[What is required] Your task is to copy every line of the entries that contains "error".

Exercise input Block Start

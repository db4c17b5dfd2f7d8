//! # Surety Governance
//!
//! Decides which airlines join the trusted set.
//!
//! ## Rules
//! - While fewer than `bootstrap_airlines` (4) are registered, any active
//!   airline admits a candidate on its own
//! - Afterwards a candidate needs votes from ceil(registered / 2) distinct
//!   active airlines
//! - Airlines become active once they fund the participation fee (10)

mod engine;
mod error;

pub use engine::{AdmissionOutcome, FundingOutcome, GovernanceEngine};
pub use error::GovernanceError;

Exercise input Block End

[Your solution]
mod error;
pub use error::GovernanceError;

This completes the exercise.